Se quisermos ir mais longe, ao adotar esta noção podemos com facilidade despir o homem da noção de existência de uma alma ou de um princípio transcendente; então, a própria emoção e os sentimentos em geral podem estar em causa. Raiva, alegria, euforia, tristeza ou saudade, não passariam de fenómenos e libertações químicas no nosso cérebro, que podem ser depreendidos, compensados e induzidos quimicamente (qualquer semelhança com o admirável mundo novo de Huxley não é por acaso). Poesia, música, literatura não passariam de um conjunto de palavras, sons e letras sem qualquer significado especial, transcendente à razão humana. Se o universo da verdade materialista e sensista fosse tudo o que havia para conhecer, a verdade antropológica-existencial de Shakespeare, Dostoievski ou Tolstói sobre a condição humana não passam de meras narrativas.

   Se quiser ser meramente ultra racionalista, também no domínio ético: o que me impede de ser um utilitarista prático em tudo que faço, de utilizar e fazer do outro aquilo que eu bem entender dele, sem quaisquer limites, da forma que me aprouver, para satisfazer os meus desejos e objetivos? Se a verdade não é inteligível, nem transcendente, nem absoluta, o que há de irracional nisso? Opostamente, se adotarmos uma perspetiva judaico-cristã, não chegaremos às mesmas parodoxais conclusões.

   No entanto, se o mundo é perfeito desde a sua imensidão até ao mais ínfimo e microscópico pormenor, ele é inteligente, pelo menos na medida em que é perfeito e adaptativo. Isto é, para descobrir fenómenos da ordem natural, temos de acreditar que o mundo tem uma determinada ordem inteligível que o rege; de que a verdade que procuramos conhecer sobre o mundo real e que o organiza, transcende a nossa realidade e é externa à nossa razão, mas a partir da qual poderemos chegar a uma crescente e cada vez mais ajustada aproximação ao mesmo.
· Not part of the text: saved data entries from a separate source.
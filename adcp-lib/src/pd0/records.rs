//! Profiles, bottom track and the transformation matrix.
use ndarray::Array2;

use super::MAX_PROFILE_BEAMS;
use crate::ensemble::{
    Amplitude, Convention, Coordinate, Correlation, GoodPings, Matrix, Record, Velocity,
};
use crate::fields::{read_table, Field, Width};
use crate::prelude::*;
use crate::registry::{DatasetInput, Shape};

/// Bytes before the values of a profile, the dataset id.
const PROFILE_START: usize = 2;

fn profile_shape(input: &DatasetInput) -> Result<Shape> {
    let shape = input.shape("fixed leader")?;
    Ok(Shape {
        beams: shape.beams.min(MAX_PROFILE_BEAMS),
        bins: shape.bins,
    })
}

fn coordinate(input: &DatasetInput) -> Result<Coordinate> {
    input
        .context
        .coordinate
        .ok_or_else(|| input.missing("fixed leader"))
}

/// Values are cell-major on the wire.
fn read_cells(input: &DatasetInput, signed: bool) -> Result<Matrix> {
    let Shape { beams, bins } = profile_shape(input)?;
    let count = beams * bins;
    let values: Vec<f64> = if signed {
        input
            .cursor
            .le_array::<i16>(PROFILE_START, count)?
            .into_iter()
            .map(f64::from)
            .collect()
    } else {
        input
            .cursor
            .le_array::<u8>(PROFILE_START, count)?
            .into_iter()
            .map(f64::from)
            .collect()
    };
    let cells = Array2::from_shape_vec((bins, beams), values)
        .map_err(|err| input.invalid(err.to_string()))?;
    Ok(cells.reversed_axes().as_standard_layout().into_owned())
}

pub(crate) fn decode_velocity(input: &DatasetInput) -> Result<Record> {
    Ok(Velocity {
        coordinate: coordinate(input)?,
        convention: Convention::Pd0Compatible,
        values: read_cells(input, true)?,
    }
    .into())
}

pub(crate) fn decode_correlation(input: &DatasetInput) -> Result<Record> {
    Ok(Correlation {
        convention: Convention::Pd0Compatible,
        values: read_cells(input, false)?,
    }
    .into())
}

pub(crate) fn decode_intensity(input: &DatasetInput) -> Result<Record> {
    Ok(Amplitude {
        convention: Convention::Pd0Compatible,
        values: read_cells(input, false)?,
    }
    .into())
}

pub(crate) fn decode_percent_good(input: &DatasetInput) -> Result<Record> {
    Ok(GoodPings {
        coordinate: coordinate(input)?,
        convention: Convention::Pd0Compatible,
        values: read_cells(input, false)?,
    }
    .into())
}

/// 0x0600. Per-beam values are always reported for four beams.
#[derive(Clone, Debug, PartialEq)]
#[cfg_attr(feature = "serde", derive(serde::Serialize))]
pub struct Pd0BottomTrack {
    pub pings_per_ensemble: u16,
    pub delay_before_reacquire: u16,
    pub correlation_min: u8,
    pub amplitude_min: u8,
    pub percent_good_min: u8,
    pub mode: u8,
    /// mm/s.
    pub error_velocity_max: u16,
    /// cm, 24 bits.
    pub range: Vec<u32>,
    /// mm/s, in the fixed leader's coordinates.
    pub velocity: Vec<i16>,
    pub correlation: Vec<u8>,
    pub amplitude: Vec<u8>,
    pub percent_good: Vec<u8>,
    /// Reference layer minimum, near and far bounds, decimeters.
    pub reference_layer: (u16, u16, u16),
    pub reference_velocity: Vec<i16>,
    pub reference_correlation: Vec<u8>,
    pub reference_amplitude: Vec<u8>,
    pub reference_percent_good: Vec<u8>,
    /// Decimeters.
    pub max_depth: u16,
    pub rssi: Vec<u8>,
    pub gain: u8,
}

const BOTTOM_TRACK: [Field; 12] = [
    Field::new("pings_per_ensemble", 2, Width::U16),
    Field::new("delay_before_reacquire", 4, Width::U16),
    Field::new("correlation_min", 6, Width::U8),
    Field::new("amplitude_min", 7, Width::U8),
    Field::new("percent_good_min", 8, Width::U8),
    Field::new("mode", 9, Width::U8),
    Field::new("error_velocity_max", 10, Width::U16),
    Field::new("reference_layer_min", 44, Width::U16),
    Field::new("reference_layer_near", 46, Width::U16),
    Field::new("reference_layer_far", 48, Width::U16),
    Field::new("max_depth", 70, Width::U16),
    Field::new("gain", 76, Width::U8),
];

const BT_BEAMS: usize = 4;

pub(crate) fn decode_bottom_track(input: &DatasetInput) -> Result<Record> {
    let cur = &input.cursor;
    let [pings_per_ensemble, delay_before_reacquire, correlation_min, amplitude_min, percent_good_min, mode, error_velocity_max, ref_min, ref_near, ref_far, max_depth, gain] =
        read_table(cur, 0, &BOTTOM_TRACK)?;
    let bytes = |offset| cur.bytes(offset, BT_BEAMS).map(<[u8]>::to_vec);

    // Older firmware stops before the range MSBs.
    let range_msb = bytes(77).unwrap_or_else(|_| vec![0; BT_BEAMS]);
    let range = cur
        .le_array::<u16>(16, BT_BEAMS)?
        .into_iter()
        .zip(range_msb)
        .map(|(lsb, msb)| u32::from(lsb) + (u32::from(msb) << 16))
        .collect();

    Ok(Pd0BottomTrack {
        pings_per_ensemble: pings_per_ensemble as u16,
        delay_before_reacquire: delay_before_reacquire as u16,
        correlation_min: correlation_min as u8,
        amplitude_min: amplitude_min as u8,
        percent_good_min: percent_good_min as u8,
        mode: mode as u8,
        error_velocity_max: error_velocity_max as u16,
        range,
        velocity: cur.le_array(24, BT_BEAMS)?,
        correlation: bytes(32)?,
        amplitude: bytes(36)?,
        percent_good: bytes(40)?,
        reference_layer: (ref_min as u16, ref_near as u16, ref_far as u16),
        reference_velocity: cur.le_array(50, BT_BEAMS)?,
        reference_correlation: bytes(58)?,
        reference_amplitude: bytes(62)?,
        reference_percent_good: bytes(66)?,
        max_depth: max_depth as u16,
        rssi: bytes(72)?,
        gain: gain as u8,
    }
    .into())
}

/// 0x3200, instrument transformation matrix indexed `[axis, beam]`, scaled by 10000.
#[derive(Clone, Debug, PartialEq)]
#[cfg_attr(feature = "serde", derive(serde::Serialize))]
pub struct TransformationMatrix {
    pub values: Array2<i16>,
}

pub(crate) fn decode_transformation_matrix(input: &DatasetInput) -> Result<Record> {
    let values = input.cursor.le_array::<i16>(2, 16)?;
    let values =
        Array2::from_shape_vec((4, 4), values).map_err(|err| input.invalid(err.to_string()))?;
    Ok(TransformationMatrix { values }.into())
}

#[derive(Clone, Copy, Debug, PartialEq, Eq)]
#[cfg_attr(feature = "serde", derive(serde::Serialize))]
pub enum VerticalProfileKind {
    /// mm/s, -32768 bad.
    Velocity,
    Correlation,
    Amplitude,
    PercentGood,
}

/// A vertical beam profile, one value per vertical cell.
#[derive(Clone, Debug, PartialEq)]
#[cfg_attr(feature = "serde", derive(serde::Serialize))]
pub struct VerticalProfile {
    pub kind: VerticalProfileKind,
    pub values: Vec<f64>,
}

fn vertical(input: &DatasetInput, kind: VerticalProfileKind) -> Result<Record> {
    let cells = input
        .context
        .vertical_cells
        .ok_or_else(|| input.missing("vertical beam leader"))?;
    let values = match kind {
        VerticalProfileKind::Velocity => input
            .cursor
            .le_array::<i16>(PROFILE_START, cells)?
            .into_iter()
            .map(f64::from)
            .collect(),
        _ => input
            .cursor
            .le_array::<u8>(PROFILE_START, cells)?
            .into_iter()
            .map(f64::from)
            .collect(),
    };
    Ok(VerticalProfile { kind, values }.into())
}

pub(crate) fn decode_vertical_velocity(input: &DatasetInput) -> Result<Record> {
    vertical(input, VerticalProfileKind::Velocity)
}

pub(crate) fn decode_vertical_correlation(input: &DatasetInput) -> Result<Record> {
    vertical(input, VerticalProfileKind::Correlation)
}

pub(crate) fn decode_vertical_amplitude(input: &DatasetInput) -> Result<Record> {
    vertical(input, VerticalProfileKind::Amplitude)
}

pub(crate) fn decode_vertical_percent_good(input: &DatasetInput) -> Result<Record> {
    vertical(input, VerticalProfileKind::PercentGood)
}

#[cfg(test)]
mod tests {
    use ndarray::array;

    use super::*;
    use crate::bytes::ByteCursor;
    use crate::registry::{Context, DatasetCode};

    fn leader_context(beams: usize, bins: usize) -> Context {
        Context {
            bins: Some(bins),
            beams: Some(beams),
            pings: Some(1),
            coordinate: Some(Coordinate::Beam),
            vertical_cells: Some(3),
        }
    }

    fn decode(
        decoder: fn(&DatasetInput) -> Result<Record>,
        dat: &[u8],
        context: &Context,
    ) -> Result<Record> {
        let code = DatasetCode::Pd0(u16::from_le_bytes([dat[0], dat[1]]));
        decoder(&DatasetInput {
            code: &code,
            cursor: ByteCursor::new(dat),
            shape: None,
            value_type: None,
            context,
        })
    }

    #[test]
    fn test_velocity_is_cell_major() {
        let mut dat = vec![0x00, 0x01];
        // cell 0 beams 0..4, then cell 1
        for v in [1i16, 2, 3, 4, 10, 20, 30, -32768] {
            dat.extend_from_slice(&v.to_le_bytes());
        }
        let Record::Velocity(vel) = decode(decode_velocity, &dat, &leader_context(4, 2)).unwrap()
        else {
            panic!("expected velocity");
        };
        assert_eq!(vel.coordinate, Coordinate::Beam);
        assert_eq!(
            vel.values,
            array![[1.0, 10.0], [2.0, 20.0], [3.0, 30.0], [4.0, -32768.0]]
        );
        assert!(vel.is_bad(vel.values[[3, 1]]));
    }

    #[test]
    fn test_fifth_beam_is_not_profiled() {
        let mut dat = vec![0x00, 0x02];
        dat.extend(1u8..=8);
        let Record::Correlation(corr) =
            decode(decode_correlation, &dat, &leader_context(5, 2)).unwrap()
        else {
            panic!("expected correlation");
        };
        assert_eq!(corr.values.dim(), (4, 2));
        assert_eq!(corr.values.row(0).to_vec(), vec![1.0, 5.0]);
    }

    #[test]
    fn test_profile_without_fixed_leader() {
        let dat = [0x00, 0x03, 0, 0];
        let zult = decode(decode_intensity, &dat, &Context::default());
        assert!(
            matches!(zult, Err(Error::MissingCrossDependency { needs: "fixed leader", .. })),
            "{zult:?}"
        );
    }

    #[test]
    fn test_bottom_track_range() {
        let mut dat = vec![0u8; 81];
        dat[0..2].copy_from_slice(&0x0600u16.to_le_bytes());
        dat[2..4].copy_from_slice(&10u16.to_le_bytes());
        dat[16..18].copy_from_slice(&0x1234u16.to_le_bytes());
        dat[24..26].copy_from_slice(&(-250i16).to_le_bytes());
        dat[32] = 200;
        dat[77] = 2;
        let Record::Pd0BottomTrack(bt) =
            decode(decode_bottom_track, &dat, &Context::default()).unwrap()
        else {
            panic!("expected bottom track");
        };
        assert_eq!(bt.pings_per_ensemble, 10);
        assert_eq!(bt.range, vec![0x0002_1234, 0, 0, 0]);
        assert_eq!(bt.velocity[0], -250);
        assert_eq!(bt.correlation, vec![200, 0, 0, 0]);

        // without range MSBs
        let Record::Pd0BottomTrack(bt) =
            decode(decode_bottom_track, &dat[..77], &Context::default()).unwrap()
        else {
            panic!("expected bottom track");
        };
        assert_eq!(bt.range[0], 0x1234);
    }

    #[test]
    fn test_transformation_matrix() {
        let mut dat = vec![0x00, 0x32];
        for v in 0i16..16 {
            dat.extend_from_slice(&(v * 100).to_le_bytes());
        }
        let Record::TransformationMatrix(xform) =
            decode(decode_transformation_matrix, &dat, &Context::default()).unwrap()
        else {
            panic!("expected matrix");
        };
        assert_eq!(xform.values[[1, 2]], 600);
    }

    #[test]
    fn test_vertical_profiles() {
        let mut dat = vec![0x00, 0x0a];
        for v in [5i16, -5, -32768] {
            dat.extend_from_slice(&v.to_le_bytes());
        }
        let context = leader_context(4, 2);
        let Record::VerticalProfile(vel) = decode(decode_vertical_velocity, &dat, &context).unwrap()
        else {
            panic!("expected vertical profile");
        };
        assert_eq!(vel.kind, VerticalProfileKind::Velocity);
        assert_eq!(vel.values, vec![5.0, -5.0, -32768.0]);

        let zult = decode(decode_vertical_amplitude, &[0x00, 0x0c, 1, 2, 3], &Context::default());
        assert!(matches!(zult, Err(Error::MissingCrossDependency { .. })), "{zult:?}");
    }
}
    Os pioneiros da revolução científica tinham a noção de que o universo teria sido criado por um arquiteto, um criador, que usava princípios matemáticos para criar o universo. Paremos um brevíssimo momento para refletir sobre isto. O que é a matemática senão uma forma de linguagem, que existe simultaneamente dentro e fora do espaço, tempo e matéria sem ser nenhum deles, mas estando em cada um deles? O que é senão a forma mais subtil, perfeita, inteligível e exata de mapeamento e conhecimento do mundo?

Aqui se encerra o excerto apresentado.